*** Opening of Material to process ***

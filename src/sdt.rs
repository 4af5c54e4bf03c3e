// sdt.rs — Parallel exact Euclidean distance transform with nearest-source
// coordinates.
//
// Given a boundary/label image, every "source" pixel (non-zero, or equal to
// a label key) has distance 0, and every other pixel gets the Euclidean
// distance to the closest source, capped at `max_dist`. Alongside the
// distance the transform reports which source pixel is closest.
//
// ALGORITHM (Felzenszwalb & Huttenlocher, separable):
//
//   Row pass     for each row, the lower envelope of parabolas rooted at the
//                source columns gives the squared horizontal distance to the
//                nearest source in that row, and that source's column.
//
//   Column pass  for each column, the lower envelope of parabolas
//                (y − p)² + rowpass[p] gives the final squared distance and
//                the source row; the source column comes from the row pass
//                at that row.
//
// Both passes are O(n) per line. Every output pixel depends only on its own
// line, so partitioning lines across threads cannot change the result.
//
// PARALLEL LAYOUT:
//
//   rows    ─ par_chunks_mut over row-major buffers, `parts` row groups
//   columns ─ par_chunks_mut over a column-major buffer, `parts` col groups
//   gather  ─ par_chunks_mut over the row-major output, reading column-major
//
// Scratch buffers (v: envelope roots, z: envelope boundaries, f: the
// column being swept) are allocated inside each partition, sized by the
// larger image dimension, and dropped when the partition finishes.
//
// SIGN CONVENTION: the transform itself never produces negative values.
// Sources are 0, everything else is positive. Region-based energies that
// want inside-negative fields apply `apply_region_sign` with the region mask.

use rayon::prelude::*;
use tracing::{debug, warn};

use crate::error::{Result, TrackError};
use crate::image::{Image, Pixel, PixelFormat};

/// Squared distance marking "no source on this line".
const UNREACHABLE: u64 = u64::MAX;

/// Integer coordinate of the nearest source pixel.
#[derive(Debug, Clone, Copy, PartialEq, Eq, Hash)]
pub struct BoundaryPoint {
    pub x: i32,
    pub y: i32,
}

impl BoundaryPoint {
    /// No source reachable.
    pub const UNDEFINED: BoundaryPoint = BoundaryPoint { x: -1, y: -1 };

    pub fn new(x: i32, y: i32) -> Self {
        BoundaryPoint { x, y }
    }

    pub fn is_defined(&self) -> bool {
        *self != Self::UNDEFINED
    }
}

impl Default for BoundaryPoint {
    fn default() -> Self {
        Self::UNDEFINED
    }
}

/// Output of [`DistanceTransform::compute_transform`].
#[derive(Debug, Clone, PartialEq)]
pub struct DistanceField {
    /// Distance to the nearest source, capped at `max_dist`.
    pub distances: Image<f32>,
    /// Nearest source pixel, or [`BoundaryPoint::UNDEFINED`].
    pub nearest: Image<BoundaryPoint>,
}

impl DistanceField {
    /// Zero distances, undefined nearest points.
    pub fn new(width: usize, height: usize) -> Self {
        DistanceField {
            distances: Image::new(width, height),
            nearest: Image::new(width, height),
        }
    }

    pub fn size(&self) -> (usize, usize) {
        self.distances.size()
    }

    pub fn distance(&self, x: usize, y: usize) -> f32 {
        self.distances.get(x, y)
    }

    pub fn nearest(&self, x: usize, y: usize) -> BoundaryPoint {
        self.nearest.get(x, y)
    }
}

/// Central-difference derivatives of a distance field.
#[derive(Debug, Clone, PartialEq)]
pub struct DistanceGradient {
    /// ∂/∂x; zero in the first and last column.
    pub dx: Image<f32>,
    /// ∂/∂y; zero in the first and last row.
    pub dy: Image<f32>,
}

impl DistanceGradient {
    pub fn new(width: usize, height: usize) -> Self {
        DistanceGradient {
            dx: Image::new(width, height),
            dy: Image::new(width, height),
        }
    }
}

/// Distance transform with a fixed distance cap.
#[derive(Debug, Clone, Copy, PartialEq)]
pub struct DistanceTransform {
    max_dist: f32,
}

impl DistanceTransform {
    pub fn new(max_dist: f32) -> Self {
        DistanceTransform { max_dist }
    }

    pub fn max_dist(&self) -> f32 {
        self.max_dist
    }

    /// Transform `src` into a fresh [`DistanceField`].
    ///
    /// `threads` is the number of row/column partitions (clamped to
    /// `[1, dimension]`). With `key = Some(k)`, `k != 0`, only pixels equal
    /// to `k` are sources; otherwise every non-zero pixel is.
    ///
    /// # Errors
    /// [`TrackError::UnsupportedPixelFormat`] unless `T` is `u8` or `f32`.
    pub fn compute_transform<T: Pixel>(
        &self,
        src: &Image<T>,
        threads: usize,
        key: Option<u8>,
    ) -> Result<DistanceField> {
        let mut out = DistanceField::new(src.width(), src.height());
        self.compute_transform_into(src, threads, key, &mut out)?;
        Ok(out)
    }

    /// Like [`compute_transform`](Self::compute_transform), writing into a
    /// caller-owned field of the same size. Every pixel is overwritten.
    pub fn compute_transform_into<T: Pixel>(
        &self,
        src: &Image<T>,
        threads: usize,
        key: Option<u8>,
        out: &mut DistanceField,
    ) -> Result<()> {
        match T::FORMAT {
            PixelFormat::U8 | PixelFormat::F32 => {}
            other => {
                warn!(format = ?other, "distance transform needs u8 or f32 input");
                return Err(TrackError::UnsupportedPixelFormat(other));
            }
        }
        if out.size() != src.size() {
            return Err(TrackError::size_mismatch(src.size(), out.size()));
        }
        if src.is_empty() {
            return Ok(());
        }

        match key.filter(|&k| k != 0) {
            Some(k) => {
                let k = k as f32;
                self.transform(src, threads, |p: T| p.to_f32() == k, out);
            }
            None => self.transform(src, threads, |p: T| p.is_nonzero(), out),
        }
        Ok(())
    }

    fn transform<T: Pixel>(
        &self,
        src: &Image<T>,
        threads: usize,
        is_source: impl Fn(T) -> bool + Sync,
        out: &mut DistanceField,
    ) {
        let (w, h) = src.size();
        let n = w.max(h);
        let row_parts = partitions(threads, h);
        let col_parts = partitions(threads, w);
        debug!(width = w, height = h, row_parts, col_parts, "distance transform");

        // Row pass: squared horizontal distance + source column per pixel.
        let mut dist_sq = vec![UNREACHABLE; w * h];
        let mut x_pos = vec![-1i32; w * h];
        let rows_per_part = h.div_ceil(row_parts);
        dist_sq
            .par_chunks_mut(rows_per_part * w)
            .zip(x_pos.par_chunks_mut(rows_per_part * w))
            .enumerate()
            .for_each(|(part, (d_chunk, x_chunk))| {
                let mut v = vec![0usize; n];
                let mut z = vec![0f64; n + 1];
                let y0 = part * rows_per_part;
                for (r, (d_row, x_row)) in d_chunk.chunks_mut(w).zip(x_chunk.chunks_mut(w)).enumerate() {
                    transform_row(src.row(y0 + r), &is_source, &mut v, &mut z, d_row, x_row);
                }
            });

        // Column pass into column-major buffers.
        let mut dist_cm = vec![0f32; w * h];
        let mut near_cm = vec![BoundaryPoint::UNDEFINED; w * h];
        let cols_per_part = w.div_ceil(col_parts);
        let max_dist = self.max_dist;
        dist_cm
            .par_chunks_mut(cols_per_part * h)
            .zip(near_cm.par_chunks_mut(cols_per_part * h))
            .enumerate()
            .for_each(|(part, (d_chunk, p_chunk))| {
                let mut v = vec![0usize; n];
                let mut z = vec![0f64; n + 1];
                let mut f = vec![0u64; n];
                let x0 = part * cols_per_part;
                for (c, (d_col, p_col)) in d_chunk.chunks_mut(h).zip(p_chunk.chunks_mut(h)).enumerate() {
                    let x = x0 + c;
                    for (y, fy) in f[..h].iter_mut().enumerate() {
                        *fy = dist_sq[y * w + x];
                    }
                    let column = ColumnInput {
                        f: &f[..h],
                        x,
                        x_pos: &x_pos,
                        width: w,
                        max_dist,
                    };
                    transform_col(&column, &mut v, &mut z, d_col, p_col);
                }
            });

        // Gather back to row-major.
        out.distances
            .as_mut_slice()
            .par_chunks_mut(rows_per_part * w)
            .zip(out.nearest.as_mut_slice().par_chunks_mut(rows_per_part * w))
            .enumerate()
            .for_each(|(part, (d_rows, p_rows))| {
                let y0 = part * rows_per_part;
                for (r, (d_row, p_row)) in d_rows.chunks_mut(w).zip(p_rows.chunks_mut(w)).enumerate() {
                    let y = y0 + r;
                    for x in 0..w {
                        d_row[x] = dist_cm[x * h + y];
                        p_row[x] = near_cm[x * h + y];
                    }
                }
            });
    }

    /// Central differences of `sdt` along x and y.
    pub fn compute_derivatives(&self, sdt: &Image<f32>, threads: usize) -> DistanceGradient {
        let mut grad = DistanceGradient::new(sdt.width(), sdt.height());
        central_differences(sdt, threads, &mut grad);
        grad
    }

    /// Like [`compute_derivatives`](Self::compute_derivatives), writing into
    /// caller-owned images of the same size.
    pub fn compute_derivatives_into(
        &self,
        sdt: &Image<f32>,
        threads: usize,
        out: &mut DistanceGradient,
    ) -> Result<()> {
        for img in [&out.dx, &out.dy] {
            if img.size() != sdt.size() {
                return Err(TrackError::size_mismatch(sdt.size(), img.size()));
            }
        }
        central_differences(sdt, threads, out);
        Ok(())
    }
}

/// Negate distances of pixels inside `region` (non-zero), producing an
/// inside-negative / outside-positive field.
pub fn apply_region_sign(sdt: &mut Image<f32>, region: &Image<u8>) -> Result<()> {
    if sdt.size() != region.size() {
        return Err(TrackError::size_mismatch(sdt.size(), region.size()));
    }
    for (d, &m) in sdt.as_mut_slice().iter_mut().zip(region.as_slice()) {
        if m != 0 {
            *d = -d.abs();
        }
    }
    Ok(())
}

/// Number of partitions for `len` lines.
fn partitions(threads: usize, len: usize) -> usize {
    threads.clamp(1, len.max(1))
}

// ---------------------------------------------------------------------------
// 1-D passes
// ---------------------------------------------------------------------------

/// Row pass for one row. All sources have f = 0, so consecutive envelope
/// pieces meet at the midpoint between their roots and nothing is ever
/// popped.
fn transform_row<T: Pixel>(
    row: &[T],
    is_source: &impl Fn(T) -> bool,
    v: &mut [usize],
    z: &mut [f64],
    dist_sq: &mut [u64],
    x_pos: &mut [i32],
) {
    let mut top: Option<usize> = None;
    for (q, &p) in row.iter().enumerate() {
        if !is_source(p) {
            continue;
        }
        let k = match top {
            None => {
                z[0] = f64::NEG_INFINITY;
                0
            }
            Some(k) => {
                z[k + 1] = (q + v[k]) as f64 / 2.0;
                k + 1
            }
        };
        v[k] = q;
        z[k + 1] = f64::INFINITY;
        top = Some(k);
    }

    if top.is_none() {
        dist_sq.fill(UNREACHABLE);
        x_pos.fill(-1);
        return;
    }

    let mut k = 0;
    for q in 0..row.len() {
        while z[k + 1] < q as f64 {
            k += 1;
        }
        let dx = q.abs_diff(v[k]) as u64;
        dist_sq[q] = dx * dx;
        x_pos[q] = v[k] as i32;
    }
}

struct ColumnInput<'a> {
    /// Row-pass squared distances down this column.
    f: &'a [u64],
    /// Column index.
    x: usize,
    /// Row-pass source columns, row-major.
    x_pos: &'a [i32],
    width: usize,
    max_dist: f32,
}

impl ColumnInput<'_> {
    /// Abscissa where the parabola rooted at `q` overtakes the one at `p`.
    #[inline]
    fn intersect(&self, q: usize, p: usize) -> f64 {
        let fq = self.f[q] as f64 + (q * q) as f64;
        let fp = self.f[p] as f64 + (p * p) as f64;
        (fq - fp) / (2.0 * (q - p) as f64)
    }
}

/// Column pass for one column; writes final distances and nearest points.
fn transform_col(
    col: &ColumnInput<'_>,
    v: &mut [usize],
    z: &mut [f64],
    dist: &mut [f32],
    nearest: &mut [BoundaryPoint],
) {
    let h = col.f.len();
    let mut top: Option<usize> = None;
    for q in 0..h {
        if col.f[q] == UNREACHABLE {
            continue;
        }
        match top {
            None => {
                v[0] = q;
                z[0] = f64::NEG_INFINITY;
                z[1] = f64::INFINITY;
                top = Some(0);
            }
            Some(mut k) => {
                // z[0] = -inf stops the pop loop at the first piece.
                let mut s = col.intersect(q, v[k]);
                while s <= z[k] {
                    k -= 1;
                    s = col.intersect(q, v[k]);
                }
                k += 1;
                v[k] = q;
                z[k] = s;
                z[k + 1] = f64::INFINITY;
                top = Some(k);
            }
        }
    }

    if top.is_none() {
        dist.fill(col.max_dist);
        nearest.fill(BoundaryPoint::UNDEFINED);
        return;
    }

    let mut k = 0;
    for q in 0..h {
        while z[k + 1] < q as f64 {
            k += 1;
        }
        let p = v[k];
        let dy = q.abs_diff(p) as u64;
        let d_sq = dy * dy + col.f[p];
        dist[q] = ((d_sq as f64).sqrt() as f32).min(col.max_dist);
        nearest[q] = BoundaryPoint::new(col.x_pos[p * col.width + col.x], p as i32);
    }
}

fn central_differences(sdt: &Image<f32>, threads: usize, out: &mut DistanceGradient) {
    let (w, h) = sdt.size();
    if w == 0 || h == 0 {
        return;
    }
    let rows_per_part = h.div_ceil(partitions(threads, h));
    out.dx
        .as_mut_slice()
        .par_chunks_mut(rows_per_part * w)
        .zip(out.dy.as_mut_slice().par_chunks_mut(rows_per_part * w))
        .enumerate()
        .for_each(|(part, (dx_rows, dy_rows))| {
            let y0 = part * rows_per_part;
            for (r, (dx, dy)) in dx_rows.chunks_mut(w).zip(dy_rows.chunks_mut(w)).enumerate() {
                let y = y0 + r;
                let row = sdt.row(y);
                dx[0] = 0.0;
                dx[w - 1] = 0.0;
                for x in 1..w.saturating_sub(1) {
                    dx[x] = 0.5 * (row[x + 1] - row[x - 1]);
                }
                if y == 0 || y + 1 == h {
                    dy.fill(0.0);
                } else {
                    let above = sdt.row(y - 1);
                    let below = sdt.row(y + 1);
                    for x in 0..w {
                        dy[x] = 0.5 * (below[x] - above[x]);
                    }
                }
            }
        });
}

*** Close of Material to process ***

[What you will do]
Please output only the lines from the first line of the entries through the line with "gets the Euclidean", both included, exactly as written.

[Problem solution]
filename src/sdt.rs
repository 4af5c54e4bf03c3e
// sdt.rs — Parallel exact Euclidean distance transform with nearest-source
// coordinates.
//
// Given a boundary/label image, every "source" pixel (non-zero, or equal to
// a label key) has distance 0, and every other pixel gets the Euclidean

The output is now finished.